Shutdown unlikely to slow EIS planning
The shutdown won't have a significant impact on transition planning for the Enterprise Infrastructure Solutions contract, according to one contracting expert. Major IT acquisition vehicles also continue to operate -- at least for now.
The current federal shutdown is unlikely to impact federal agencies' IT modernization planning under the General Services Administration's huge next-generation telecommunications contract, said Alan Chvotkin, senior vice president and general counsel at the Professional Services Council.
Chvotkin also told FCW the shutdown won't impact affected agencies' longer-term plans to leverage GSA's $50 billion, Enterprise Infrastructure Solutions next-generation telecommunications contract.

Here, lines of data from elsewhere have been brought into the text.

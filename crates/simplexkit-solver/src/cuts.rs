use thiserror::Error;

use crate::error::{LpError, LpResult, ensure};
use crate::problem::{ColKind, Problem, VarStatus};
use crate::sparse::SparseVec;

/// Why no Gomory cut was produced
#[derive(Error, Debug, Clone, PartialEq)]
pub enum CutError {
    #[error("tableau row contains a free non-basic variable")]
    FreeNonbasic,
    #[error("basic variable is too close to an integer value")]
    NearIntegerRow,
    #[error(transparent)]
    Invalid(#[from] LpError),
}

impl CutError {
    /// True for contract violations, false for the two ordinary "no cut" outcomes.
    pub fn is_fatal(&self) -> bool {
        matches!(self, CutError::Invalid(_))
    }
}

/// Cutting plane `sum coefs[j] * x[m+j] >= rhs` over structural variables
#[cfg_attr(feature = "serde", derive(serde::Serialize, serde::Deserialize))]
#[derive(Debug, Clone, PartialEq)]
pub struct GomoryCut {
    /// Coefficients keyed by column number
    pub coefs: SparseVec,
    /// Right-hand side
    pub rhs: f64,
}

/// Drop zero entries and entries with magnitude below `eps * max(1, max|v|)`.
/// Returns the number of remaining entries.
pub fn remove_tiny(v: &mut SparseVec, eps: f64) -> LpResult<usize> {
    v.check("remove_tiny")?;
    ensure!(eps >= 0.0, "remove_tiny", "eps = {}; invalid threshold", eps);
    let big = v.val.iter().fold(1.0_f64, |acc, x| acc.max(x.abs()));
    let kept: Vec<(usize, f64)> = v.iter().filter(|&(_, x)| x != 0.0 && x.abs() >= eps * big).collect();
    v.clear();
    for (k, x) in kept {
        v.push(k, x);
    }
    Ok(v.len())
}

/// f0 outside this band makes the cut numerically unreliable
const MIN_FRACTION: f64 = 0.00001;
const MAX_FRACTION: f64 = 0.99999;

impl Problem {
    /// Rewrite a linear form over all variables (ids `0..m+n`) as a form over
    /// structural variables only, substituting each auxiliary variable by its
    /// row. Duplicate ids are summed. The result is keyed by column number.
    pub fn reduce_form(&self, form: &SparseVec) -> LpResult<SparseVec> {
        const OP: &str = "reduce_form";
        form.check(OP)?;
        let (m, n) = (self.num_rows(), self.num_cols());
        let mut work = vec![0.0; m + n];
        for (t, (k, v)) in form.iter().enumerate() {
            ensure!(k < m + n, OP, "ind[{}] = {}; ordinal number out of range", t, k);
            work[k] += v;
        }
        for i in 0..m {
            if work[i] == 0.0 {
                continue;
            }
            for (j, a) in self.matrix.row(i) {
                work[m + j] += work[i] * a;
            }
        }
        Ok(SparseVec::from_pairs(
            (0..n).filter(|&j| work[m + j] != 0.0).map(|j| (j, work[m + j])),
        ))
    }

    /// Gomory mixed integer cut from the tableau row `row` of a basic variable
    /// (keyed by nonbasic variable id, as returned by `eval_tab_row`).
    ///
    /// The current value of that basic variable must be fractional. The cut
    /// is expressed through structural variables only.
    pub fn gomory_cut(&self, row: &SparseVec) -> Result<GomoryCut, CutError> {
        const OP: &str = "gomory_cut";
        let total = self.num_rows() + self.num_cols();
        let m = self.num_rows();
        row.check(OP)?;

        // y + sum alfa'[j] * xN'[j] = beta with every xN'[j] >= 0, where
        // xN[j] = bound + side * xN'[j]
        let mut shifted = Vec::with_capacity(row.len());
        let mut beta = 0.0;
        for (t, (k, alfa)) in row.iter().enumerate() {
            if k >= total {
                return Err(LpError::invalid(OP, format!("ind[{t}] = {k}; variable number out of range")).into());
            }
            let var = self.var(k);
            let (lb, ub) = (var.bounds.lb(), var.bounds.ub());
            match var.stat {
                VarStatus::Basic => {
                    return Err(LpError::invalid(OP, format!("ind[{t}] = {k}; variable must be non-basic")).into());
                }
                VarStatus::NonbasicFree => return Err(CutError::FreeNonbasic),
                VarStatus::NonbasicLower => {
                    beta += alfa * lb;
                    shifted.push((k, -alfa, 1.0, lb));
                }
                VarStatus::NonbasicUpper => {
                    beta += alfa * ub;
                    shifted.push((k, alfa, -1.0, ub));
                }
                VarStatus::NonbasicFixed => beta += alfa * lb,
            }
        }

        let f0 = beta - beta.floor();
        if !(MIN_FRACTION..=MAX_FRACTION).contains(&f0) {
            return Err(CutError::NearIntegerRow);
        }
        let ratio = f0 / (1.0 - f0);

        // sum a'[j] * xN'[j] >= f0, mapped back onto xN[j]
        let mut form = SparseVec::with_capacity(shifted.len());
        let mut b = f0;
        for (k, alfa, side, bound) in shifted {
            if alfa == 0.0 {
                continue;
            }
            let integer = k >= m && self.cols[k - m].kind == ColKind::Integer;
            let a = if integer {
                let fj = alfa - alfa.floor();
                if fj <= f0 { fj } else { ratio * (1.0 - fj) }
            } else if alfa > 0.0 {
                alfa
            } else {
                -ratio * alfa
            };
            if a == 0.0 {
                continue;
            }
            form.push(k, side * a);
            b += side * a * bound;
        }
        let coefs = self.reduce_form(&form)?;
        Ok(GomoryCut { coefs, rhs: b })
    }
}

#[cfg(test)]
mod tests {
    use super::*;
    use crate::problem::Bounds;
    use approx::assert_abs_diff_eq;

    /// One free basic row r = x0 + 2 x1 over an integer x0 in [0, 10] at its
    /// lower bound and a continuous x1 <= 1.25 at its upper bound.
    fn problem() -> Problem {
        let mut lp = Problem::new();
        lp.add_rows(1).unwrap();
        lp.add_cols(2).unwrap();
        lp.set_mat_row(0, &[0, 1], &[1.0, 2.0]).unwrap();
        lp.set_col_kind(0, ColKind::Integer).unwrap();
        lp.set_col_bnds(0, Bounds::Double(0.0, 10.0)).unwrap();
        lp.set_col_bnds(1, Bounds::Upper(1.25)).unwrap();
        lp
    }

    #[test]
    fn test_gomory_cut_coefficients() {
        let lp = problem();
        assert_eq!(lp.col_stat(0).unwrap(), VarStatus::NonbasicLower);
        assert_eq!(lp.col_stat(1).unwrap(), VarStatus::NonbasicUpper);

        // y = -0.3 x0 - 2 x1, so beta = -2.5 and f0 = 0.5
        let row = SparseVec::from_pairs([(1, -0.3), (2, -2.0)]);
        let cut = lp.gomory_cut(&row).unwrap();

        // integer x0: alfa' = 0.3 <= f0 keeps 0.3; continuous x1: alfa' = -2 gives 2
        assert_abs_diff_eq!(cut.coefs.get(0).unwrap(), 0.3, epsilon = 1e-12);
        assert_abs_diff_eq!(cut.coefs.get(1).unwrap(), -2.0, epsilon = 1e-12);
        assert_abs_diff_eq!(cut.rhs, 0.5 - 2.0 * 1.25, epsilon = 1e-12);

        // the current vertex (x0 = 0, x1 = 1.25) violates the cut
        let lhs = 0.3 * 0.0 - 2.0 * 1.25;
        assert!(lhs < cut.rhs);
    }

    #[test]
    fn test_gomory_cut_near_integer_and_free() {
        let mut lp = problem();
        // beta = -4 * 1.25 = -5 has no fractional part
        let row = SparseVec::from_pairs([(2, -4.0)]);
        assert_eq!(lp.gomory_cut(&row).unwrap_err(), CutError::NearIntegerRow);

        lp.set_col_bnds(1, Bounds::Free).unwrap();
        let err = lp.gomory_cut(&SparseVec::from_pairs([(1, 0.5), (2, 1.0)])).unwrap_err();
        assert_eq!(err, CutError::FreeNonbasic);
        assert!(!err.is_fatal());
    }

    #[test]
    fn test_gomory_cut_rejects_basic_entry() {
        let lp = problem();
        let err = lp.gomory_cut(&SparseVec::from_pairs([(0, 1.0)])).unwrap_err();
        assert!(err.is_fatal(), "{}", err);
        assert!(lp.gomory_cut(&SparseVec::from_pairs([(7, 1.0)])).unwrap_err().is_fatal());
    }

    #[test]
    fn test_reduce_form_substitutes_rows() {
        let lp = problem();
        // 3 r + x1 + 0.5 x0, with r = x0 + 2 x1
        let form = SparseVec::from_pairs([(0, 3.0), (2, 1.0), (1, 0.5)]);
        let reduced = lp.reduce_form(&form).unwrap();
        assert_eq!(reduced.get(0), Some(3.5));
        assert_eq!(reduced.get(1), Some(7.0));
        assert_eq!(reduced.len(), 2);

        // duplicates are summed and cancellations dropped
        let form = SparseVec::from_pairs([(1, 1.0), (1, -1.0)]);
        assert!(lp.reduce_form(&form).unwrap().is_empty());
        assert!(lp.reduce_form(&SparseVec::from_pairs([(3, 1.0)])).is_err());
    }

    #[test]
    fn test_remove_tiny() {
        let mut v = SparseVec::from_pairs([(0, 1e-12), (1, 0.0), (2, 100.0), (3, -5e-6)]);
        assert_eq!(remove_tiny(&mut v, 1e-8).unwrap(), 2);
        assert_eq!(v.ind, vec![2, 3]);
        assert!(remove_tiny(&mut v, -1.0).is_err());
    }

    #[test]
    fn test_ragged_forms_are_rejected() {
        let lp = problem();
        let ragged = SparseVec { ind: vec![0, 2], val: vec![3.0] };
        let err = lp.reduce_form(&ragged).unwrap_err();
        assert_eq!(err.op(), "reduce_form");

        let err = lp.gomory_cut(&SparseVec { ind: vec![1, 2], val: vec![-0.3] }).unwrap_err();
        assert!(err.is_fatal(), "{}", err);

        let mut v = SparseVec { ind: vec![0, 1, 2], val: vec![5.0] };
        assert!(remove_tiny(&mut v, 1e-8).is_err());
        assert_eq!(v.ind, vec![0, 1, 2], "rejected vector must be left untouched");
    }
}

GSA's recent announcement to extend the EIS transition two years to 2023 has given agencies some breathing room for longer-term planning, he said. Federal agencies had been up against a looming 2020 deadline to shift their telecommunications contracts over to EIS, leveraging the new capabilities in it to boost their overall IT modernization efforts. Experts from the telecommunications industry and federal market analysts had anticipated the extension for months after only a few agencies advanced EIS modernization plans last year.
With the extension, Chvotkin said, the shutdown would have to continue for weeks to make a dent in current planning processes. "Even if there is some slippage in those EIS activities, it can be made up fairly quickly," he said.
GSA's biggest IT contracts are also still operating as the shutdown grinds on. The Federal Acquisition Service, with its multiple award contracts and schedules, such as IT Schedule 70, is funded by fees levied on contract sales and not by direct appropriations, he said. That means it can operate as long as those funds hold out. FAS, Chvotkin said, "is open for business" to agencies that are funded.
NASA’s SEWP governmentwide acquisition contract, which also runs on fees, is operating as well, he said. SEWP’s web page notes it "will remain operational and available for the foreseeable future." However the SEWP program office said it would have to review its plans if the shutdown "continues for an extended period of time."